Churches
A Bible study reflecting on 1 Corinthians 12-13 by Tearfund’s Head of Communication
and Education Greg Hewson.
"Love is patient, love is kind. It does not envy, it does not boast, it is not proud...."
1 Corinthians 13: 4-7 – Many of us know this passage as “the wedding passage” as it seems just about every wedding we attend has it as a reading. And it’s easy to see why, given the focus on love, patience, kindness and endurance. Yet on closer inspection, Paul here is continuing his discussion from 1 Corinthians 12 on spiritual gifts, and names the greatest gift of all...
Love is patient, love is kind. It does not envy, it does not boast, it is not proud. It does not dishonour others, it is not self-seeking, it is not easily angered, it keeps no record of wrongs. Love does not delight in evil but rejoices with the truth. It always protects, always trusts, always hopes, always perseveres. 1 Corinthians 13: 4-7 NIV
To really understand what Paul is trying to say in 1 Corinthians 13 about love, we need to understand it in the context of 1 Corinthians 12 and his teaching on spiritual gifts and the nature of the church as the body.
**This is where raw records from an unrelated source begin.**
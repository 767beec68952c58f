#![no_main]
use archive_cache::core::{depval, text_table};
use libfuzzer_sys::fuzz_target;

fuzz_target!(|data: &[u8]| {
    let text = String::from_utf8_lossy(data);

    if let Ok(table) = text_table::parse_table(&text) {
        let written = text_table::write_table(&table);
        assert_eq!(text_table::parse_table(&written).unwrap(), table);
    }
    if let Ok(groups) = text_table::parse_grouped(&text) {
        let written = text_table::write_grouped(&groups);
        assert_eq!(text_table::parse_grouped(&written).unwrap(), groups);
    }
    let _ = depval::parse_dependency_table(&text);
});
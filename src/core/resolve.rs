//! Reading objects back
//!
//! [`ArtifactCollection`] is the handle returned by
//! [`ArchiveCache::try_open_from_cache`]. It remembers the object's change id
//! at the time it was opened; every later call re-checks it under the cache
//! lock and fails with [`ArchiveError::ConcurrentModification`] if the object
//! was committed again in the meantime.
//!
//! Requests are served from the buffered commit if the object has one,
//! otherwise from the archive files.

use crate::artifact::{is_binary_chunk, AssetState, ObjectId, CHUNK_TYPE_LOG, CHUNK_TYPE_METRICS};
use crate::cache::{load_debug_strings, object_key, ArchiveCache, CacheState};
use crate::depval::DependencyToken;
use crate::directory::ArtifactBlock;
use crate::error::{ArchiveError, Result};
use crate::pending::PendingCommit;
use crate::storage::StorageFile;
use std::collections::BTreeMap;
use std::fmt;
use std::io::{self, Cursor, Read, Seek, SeekFrom};
use std::sync::Arc;
use tracing::debug;

/// How a resolved payload is handed back
#[derive(Debug, Clone, Copy, PartialEq, Eq)]
pub enum DataKind {
    /// Shared, reference-counted bytes
    SharedBlob,
    /// An owned copy
    Raw,
    /// A handle that opens a reader over the payload later
    Reopen,
}

/// One payload wanted from an object
#[derive(Debug, Clone, PartialEq, Eq)]
pub struct ArtifactRequest {
    pub name: String,
    pub chunk_type_code: u64,
    /// `None` accepts any version
    pub expected_version: Option<u32>,
    pub data_kind: DataKind,
    /// Missing optional chunks resolve to [`ResolvedArtifact::Empty`] when read from disk
    pub optional: bool,
}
Through 1 Corinthians 12. What words, ideas is Paul trying to emphasise?
When you think about “gifts” or attributes that are celebrated and held in high regard in your workplace, family or simply in society at large, what comes to mind?
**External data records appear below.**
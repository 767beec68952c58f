//! Flushing the write buffer
//!
//! A flush merges every buffered commit into the archive files in one pass:
//!
//! 1. load the existing directory (anything unreadable means starting empty)
//! 2. merge the new object states into the collection records
//! 3. hand the old blocks of every rewritten object back to the heap
//! 4. allocate space for the new objects, largest first
//! 5. write the artifacts into the data file in offset order
//! 6. rewrite the directory file
//! 7. merge the attached strings and dependency tables (best effort)
//!
//! Failures up to and including step 6 are fatal and leave the write buffer
//! untouched so the flush can be retried. Completion callbacks run after the
//! buffer has been cleared and the cache lock released.

use crate::allocator::SpanAllocator;
use crate::artifact::{padded_size, padding_for, PADDING_BYTE};
use crate::artifact::{CHUNK_TYPE_LOG, CHUNK_TYPE_METRICS};
use crate::cache::{load_debug_strings, load_dependency_table, object_key, ArchiveCache, ArchivePaths};
use crate::depval;
use crate::directory::{ArchiveDirectory, ArtifactBlock, CollectionRecord};
use crate::error::{ArchiveError, Result};
use crate::pending::PendingCommit;
use crate::storage::{Storage, StorageFile};
use crate::text_table;
use crate::CacheConfig;
use std::io::{Seek, SeekFrom, Write};
use std::path::Path;
use tracing::{debug, info, warn};

/// Where one commit landed in the data file
#[derive(Debug, Clone, Copy)]
struct Placement {
    commit: usize,
    offset: u32,
}

#[derive(Debug, Default)]
struct FlushSummary {
    objects: usize,
    data_bytes: u64,
    directory_bytes: u64,
    heap_size: u32,
}

impl ArchiveCache {
    /// Write every buffered commit out to the archive files
    ///
    /// Does nothing when the buffer is empty or the cache has no storage.
    pub fn flush_to_disk(&self) -> Result<()> {
        let callbacks = {
            let mut state = self.state.lock();
            if state.buffer.is_empty() {
                return Ok(());
            }
            let storage = match &self.storage {
                Some(storage) => storage.as_ref(),
                None => {
                    debug!("No storage attached, keeping {} commits buffered", state.buffer.len());
                    return Ok(());
                }
            };

            state.invalidate_snapshots();

            let summary = write_commits(storage, &self.paths, &self.config, state.buffer.commits())?;
            info!(
                "Flushed {} objects to {} ({} data bytes, {} directory bytes, heap {} bytes)",
                summary.objects,
                self.paths.data.display(),
                summary.data_bytes,
                summary.directory_bytes,
                summary.heap_size
            );

            state
                .buffer
                .take_all()
                .into_iter()
                .filter_map(|commit| commit.on_flush)
                .collect::<Vec<_>>()
        };

        for callback in callbacks {
            callback();
        }
        Ok(())
    }
}

fn write_commits(
    storage: &dyn Storage,
    paths: &ArchivePaths,
    config: &CacheConfig,
    commits: &[PendingCommit],
) -> Result<FlushSummary> {
    let mut directory_file = storage.open_or_create(&paths.directory)?;
    let mut directory = load_existing_directory(&mut directory_file, &paths.directory);

    merge_collections(&mut directory.collections, commits);
    release_blocks(&mut directory, commits);
    let placements = place_commits(&mut directory, commits)?;

    let data_bytes = write_data_file(storage, &paths.data, commits, &placements)?;

    let directory_bytes = directory.write(&mut directory_file, &config.build_version, &config.build_date)?;
    directory_file.sync()?;

    if let Err(e) = update_debug_strings(storage, &paths.debug, commits) {
        warn!("Failed to update attached strings in {}: {}", paths.debug.display(), e);
    }
    if let Err(e) = update_dependencies(storage, &paths.deps, commits) {
        warn!("Failed to update dependency table in {}: {}", paths.deps.display(), e);
    }

    Ok(FlushSummary {
        objects: commits.len(),
        data_bytes,
        directory_bytes,
        heap_size: directory.heap.heap_size(),
    })
}

/// Best-effort load of the directory from an open file
fn load_existing_directory(file: &mut Box<dyn StorageFile>, path: &Path) -> ArchiveDirectory {
    match file.seek(SeekFrom::End(0)) {
        Ok(0) => return ArchiveDirectory::new(),
        Ok(_) => {}
        Err(e) => {
            warn!("Could not size directory file {}: {}", path.display(), e);
            return ArchiveDirectory::new();
        }
    }

    match ArchiveDirectory::load(file) {
        Ok(directory) => directory,
        Err(e) => {
            warn!(
                "Directory file {} is unreadable, rebuilding from empty: {}",
                path.display(),
                e
            );
            ArchiveDirectory::new()
        }
    }
}

/// Merge-join the new object states into the sorted collection records
fn merge_collections(collections: &mut Vec<CollectionRecord>, commits: &[PendingCommit]) {
    let updates: Vec<CollectionRecord> = commits
        .iter()
        .map(|c| CollectionRecord {
            object_id: c.object_id,
            state: c.state,
        })
        .collect();
    debug_assert!(updates.windows(2).all(|w| w[0].object_id < w[1].object_id));

    let existing = std::mem::take(collections);
    let mut merged = Vec::with_capacity(existing.len() + updates.len());
    let mut old = existing.into_iter().peekable();
    let mut new = updates.into_iter().peekable();

    loop {
        let next_old = old.peek().map(|c| c.object_id);
        let next_new = new.peek().map(|c| c.object_id);
        match (next_old, next_new) {
            (Some(o), Some(n)) if o < n => merged.extend(old.next()),
            (Some(o), Some(n)) if o == n => {
                old.next();
                merged.extend(new.next());
            }
            (_, Some(_)) => merged.extend(new.next()),
            (Some(_), None) => merged.extend(old.next()),
            (None, None) => break,
        }
    }

    *collections = merged;
}

/// Return the blocks of every rewritten object to the heap and drop them
fn release_blocks(directory: &mut ArchiveDirectory, commits: &[PendingCommit]) {
    for commit in commits {
        let range = directory.block_range(commit.object_id);
        for block in &directory.blocks[range.clone()] {
            let freed = match u32::try_from(block.padded_size()) {
                Ok(size) => directory.heap.deallocate(block.start, size),
                Err(_) => Err(ArchiveError::InvalidHeapRange {
                    offset: block.start,
                    size: block.size,
                }),
            };
            if let Err(e) = freed {
                warn!(
                    "Skipping release of block for object {:#x}: {}",
                    block.object_id, e
                );
            }
        }
        directory.blocks.drain(range);
    }
}

/// Allocate space for every commit with binary data and record its blocks
///
/// Larger objects are placed first so they get first pick of the free spans.
fn place_commits(directory: &mut ArchiveDirectory, commits: &[PendingCommit]) -> Result<Vec<Placement>> {
    let mut order: Vec<usize> = (0..commits.len())
        .filter(|&i| commits[i].total_binary_size > 0)
        .collect();
    order.sort_by(|&a, &b| {
        commits[b]
            .total_binary_size
            .cmp(&commits[a].total_binary_size)
            .then(commits[a].object_id.cmp(&commits[b].object_id))
    });

    let mut placements = Vec::with_capacity(order.len());
    for index in order {
        let commit = &commits[index];
        let size = commit.total_binary_size;

        let allocated_before = directory.heap.allocated_space();
        let heap_size_before = directory.heap.heap_size();
        let offset = directory.heap.allocate_or_grow(size)?;
        debug_assert!(directory.heap.allocated_space() >= allocated_before + size);
        debug_assert!(directory.heap.heap_size() >= heap_size_before);
        debug_assert!(directory.blocks.iter().all(|b| {
            let range = b.padded_range();
            range.end <= offset as u64 || range.start >= offset as u64 + size as u64
        }));

        let mut cursor = offset;
        let run: Vec<ArtifactBlock> = commit
            .binary_artifacts()
            .map(|artifact| {
                let len = artifact.data.len() as u32;
                let block = ArtifactBlock {
                    object_id: commit.object_id,
                    chunk_type_code: artifact.chunk_type_code,
                    version: artifact.version,
                    start: cursor,
                    size: len,
                };
                cursor += padded_size(len) as u32;
                block
            })
            .collect();

        let at = directory
            .blocks
            .partition_point(|b| b.object_id < commit.object_id);
        directory.blocks.splice(at..at, run);

        debug!(
            "Placed object {:#x} at offset {} ({} bytes)",
            commit.object_id, offset, size
        );
        placements.push(Placement {
            commit: index,
            offset,
        });
    }

    placements.sort_by_key(|p| p.offset);
    Ok(placements)
}

/// Write the binary artifacts of every placed commit; returns bytes written
fn write_data_file(
    storage: &dyn Storage,
    path: &Path,
    commits: &[PendingCommit],
    placements: &[Placement],
) -> Result<u64> {
    let mut file = storage.open_or_create(path)?;
    let mut buffer = Vec::new();
    let mut written = 0u64;

    for placement in placements {
        buffer.clear();
        for artifact in commits[placement.commit].binary_artifacts() {
            buffer.extend_from_slice(&artifact.data);
            let padding = padding_for(artifact.data.len() as u32);
            buffer.resize(buffer.len() + padding, PADDING_BYTE);
        }

        file.seek(SeekFrom::Start(placement.offset as u64))?;
        file.write_all(&buffer)?;
        written += buffer.len() as u64;
    }

    file.flush()?;
    file.sync()?;
    Ok(written)
}

/// Merge metrics and log text plus display names into the `.debug` table
fn update_debug_strings(storage: &dyn Storage, path: &Path, commits: &[PendingCommit]) -> Result<()> {
    let mut table = load_debug_strings(storage, path)?;

    for commit in commits {
        let mut has_attached = false;
        for artifact in &commit.artifacts {
            let suffix = match artifact.chunk_type_code {
                CHUNK_TYPE_METRICS => "-metrics",
                CHUNK_TYPE_LOG => "-log",
                _ => continue,
            };
            table.insert(
                format!("{}{}", commit.display_name, suffix),
                String::from_utf8_lossy(&artifact.data).into_owned(),
            );
            has_attached = true;
        }
        if has_attached {
            table.insert(object_key(commit.object_id), commit.display_name.clone());
        }
    }

    if table.is_empty() {
        return Ok(());
    }

    let mut file = storage.create(path)?;
    file.write_all(text_table::write_table(&table).as_bytes())?;
    file.sync()?;
    Ok(())
}

/// Replace the dependency entries of every flushed object in the `.deps` table
fn update_dependencies(storage: &dyn Storage, path: &Path, commits: &[PendingCommit]) -> Result<()> {
    let mut table = load_dependency_table(storage, path)?;

    for commit in commits {
        let files = commit.dep_val.files();
        if files.is_empty() {
            table.remove(&commit.object_id);
        } else {
            table.insert(commit.object_id, files.to_vec());
        }
    }

    let mut file = storage.create(path)?;
    file.write_all(depval::write_dependency_table(&table).as_bytes())?;
    file.sync()?;
    Ok(())
}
Any words or aspects of this passage that stand out to you or that you haven’t noticed before.
Below are some that stand out for me.
v1-3 If I... X 5
v1-3 But do not have love x 3
v2-3 nothing x 2
v6 - truth
v13 the greatest of these is love
v1-13 love x 8
Above my desk I have a small card, given to me by a friend, simply titled Faith to move mountains. It has a picture of a mountain sitting underneath the words. Over the years, I’ve often looked up from my work and reflected on these words, finding it at once encouraging, whilst at the same time deeply humbling and challenging.
In 1 Corinthians 13: 2-3, Paul repeatedly claims that despite our gifts and outward achievements, including “to move mountains”, that if we operate “without love... I/we are nothing”.
We don’t really believe this do we? If we take time to think through what is being proposed here, it really is scandalous.
Let’s explore this in a creative way. Take some time to rewrite Paul’s statements on love for our own context. Here are a few examples to start you off:
Of course we all fall short of this love. Whether it is in our friendships, our marriages, our workplaces … what we need to remember in reading this passage is that it wasn’t written for a wedding ceremony, it was written to be shared with a newly forming Christian community.
A community who were seeking to live out Jesus' invitation to “love one another” in first century Rome - the centre of the Roman empire. What this reminds us of is that ultimately it is acts of love and grace that witness and transform our world.
As Rev Dr Martin Luther King Jr famously said:
"Darkness cannot drive out darkness; only light can do that. Hate cannot drive out hate; only love can do that." (Martin Luther King Jr)
How does reading this passage in the context of its message to the group change or help draw out its meaning today?
For me, the challenge to operate “in love” in all I do is expressed as I seek to live out Jesus’ great commandment:
‘Love the Lord your God with all your heart and with all your soul and with all your mind.’ This is the first and greatest commandment. And the second is like it: ‘Love your neighbour as yourself.’ All the Law and the Prophets hang on these two commandments’. (Matthew 22:36-40)
What this commandment reminds us of is that to know God (who is love), we are required to love with all we have. And that inherently tied to this is the extension of that love with those around us, including our neighbours, both near and far. These two commandments are inextricably linked; we cannot do one without the other … which is of course both the great comfort and the great challenge.
At Tearfund, these two commandments have been at the centre of our understanding of our work and calling for more than five decades as we work to end extreme poverty. The understanding that God has loved us freely, and that we are called to extend this love to neighbours near and far. Of course the challenges are immense, often overwhelming, yet this is “relentless love” as we read in 1 Corinthians 13:7 (NLT):
Love never gives up,
Never loses faith,
Is always hopeful,
And endures through every circumstance.
The genius of God is that love is a gift that all have access to. This “gift” isn’t limited to the privileged or the powerful. It isn’t a gift that is only available to the educated or those with the right colour skin. Instead, the poor, the uneducated, the disadvantaged … in fact everyone has the opportunity to embrace and practise what Paul calls the greatest of gifts … love. This is both our privilege and our mission … to love unconditionally and relentlessly.
Spend some time praying.
Dear God,
Please enlarge our hearts to love each other,
to love our neighbour, to love our enemy as our friend.
Love and ever more love is the only solution to every problem that comes up.
If we love each other enough, we will bear with each other’s faults and burdens.
If we love enough, we are going to light a fire in the hearts of others.
And it is love that will burn out the sins and hatreds that sadden us.
It is love that will make us want to do great things for each other.